Une personne ne choisit pas le cerveau avec lequel elle est née. La stimulation cérébrale offre l'espoir que nous pouvons réparer les circuits dans les cerveaux malades de patients atteints de dépression autrement insoluble et de troubles similaires. Tous les essais cliniques de TMS ne réussiront pas, et les possibilités offertes par des techniques plus accessibles, comme le STCC, doivent être abordées de manière responsable.
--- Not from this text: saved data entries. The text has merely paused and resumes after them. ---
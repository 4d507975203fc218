//! Outcome types for the lock-and-update protocol.
//!
//! Every condition the protocol can detect is a named value here. Nothing in
//! the store panics or returns an error for a lock conflict; callers match on
//! these and decide what to show.

use std::fmt;

use crate::book::Book;

// ============================================================================
// Retrieval
// ============================================================================

/// Outcome of a combined lookup-and-lock.
#[derive(Clone, Copy, Debug, PartialEq, Eq, Hash)]
#[repr(u8)]
pub enum RetrievalOutcome {
    /// The caller holds the lock and received the book
    Success = 0,
    /// No book with the requested identity
    NotFound = 1,
    /// Another player holds the lock
    LockedByAnotherPlayer = 2,
}

impl fmt::Display for RetrievalOutcome {
    fn fmt(&self, f: &mut fmt::Formatter<'_>) -> fmt::Result {
        f.write_str(match self {
            RetrievalOutcome::Success => "success",
            RetrievalOutcome::NotFound => "not found",
            RetrievalOutcome::LockedByAnotherPlayer => "locked by another player",
        })
    }
}

/// A retrieval outcome together with the book, present only on success.
#[derive(Clone, Debug)]
pub struct Retrieval {
    pub outcome: RetrievalOutcome,
    pub book: Option<Book>,
}

impl Retrieval {
    #[inline]
    pub fn success(book: Book) -> Self {
        Self {
            outcome: RetrievalOutcome::Success,
            book: Some(book),
        }
    }

    #[inline]
    pub fn not_found() -> Self {
        Self {
            outcome: RetrievalOutcome::NotFound,
            book: None,
        }
    }

    #[inline]
    pub fn locked() -> Self {
        Self {
            outcome: RetrievalOutcome::LockedByAnotherPlayer,
            book: None,
        }
    }

    #[inline]
    pub fn is_success(&self) -> bool {
        self.outcome == RetrievalOutcome::Success
    }

    /// Consume the retrieval, yielding the book only on success
    #[inline]
    pub fn into_book(self) -> Option<Book> {
        self.book
    }
}

// ============================================================================
// Update
// ============================================================================

/// Outcome of submitting a book back to the store.
#[derive(Clone, Copy, Debug, PartialEq, Eq, Hash)]
#[repr(u8)]
pub enum UpdateOutcome {
    /// The stored book was replaced
    Success = 0,
    /// The submitted book is not locked by the submitting player
    RequestingPlayerDoesNotHaveLock = 1,
    /// No book was submitted
    NullBookSupplied = 2,
    /// No stored book has the submitted identity
    NotFound = 3,
}

impl UpdateOutcome {
    #[inline]
    pub fn is_success(self) -> bool {
        self == UpdateOutcome::Success
    }
}

impl fmt::Display for UpdateOutcome {
    fn fmt(&self, f: &mut fmt::Formatter<'_>) -> fmt::Result {
        f.write_str(match self {
            UpdateOutcome::Success => "success",
            UpdateOutcome::RequestingPlayerDoesNotHaveLock => "requesting player does not have lock",
            UpdateOutcome::NullBookSupplied => "no book supplied",
            UpdateOutcome::NotFound => "not found",
        })
    }
}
Mais indiscutablement, la stimulation cérébrale inaugure une nouvelle ère de contrôle du cerveau, ce qui est impossible jusqu'à présent.

Les références

Rao, Rajesh PN, et al. "Une interface cerveau-cerveau directe chez les humains." PloS one 9.11 (2014): e111332.

Gothe, Janna et al. "Changements dans l'excitabilité du cortex visuel chez les sujets aveugles comme démontré par la stimulation magnétique transcrânienne." Brain 125.3 (2002): 479-490.

Bagdassarin, Carey, courriel à l'auteur, 28 octobre 2016.

Perrin, Jennifer S., et al. "La thérapie par électrochocs réduit la connectivité corticale frontale dans le trouble dépressif sévère." Actes de la National Academy of Sciences 109.14 (2012): 5464-5468.

Fox, Michael D., et al. "L'efficacité des cibles de stimulation magnétique transcrânienne pour la dépression est liée à la connectivité fonctionnelle intrinsèque avec le cingulum subgénétique." Biological psychiatria 72.7 (2012): 595-603.

Alonzo, Angelo, et al. "La stimulation transcrânienne à courant continu (STCC) pour la dépression: Analyse de la réponse en utilisant une structure à trois facteurs de l'échelle d'évaluation de la dépression de Montgomery-Åsberg." Journal of affective disorders 150.1 (2013): 91-95.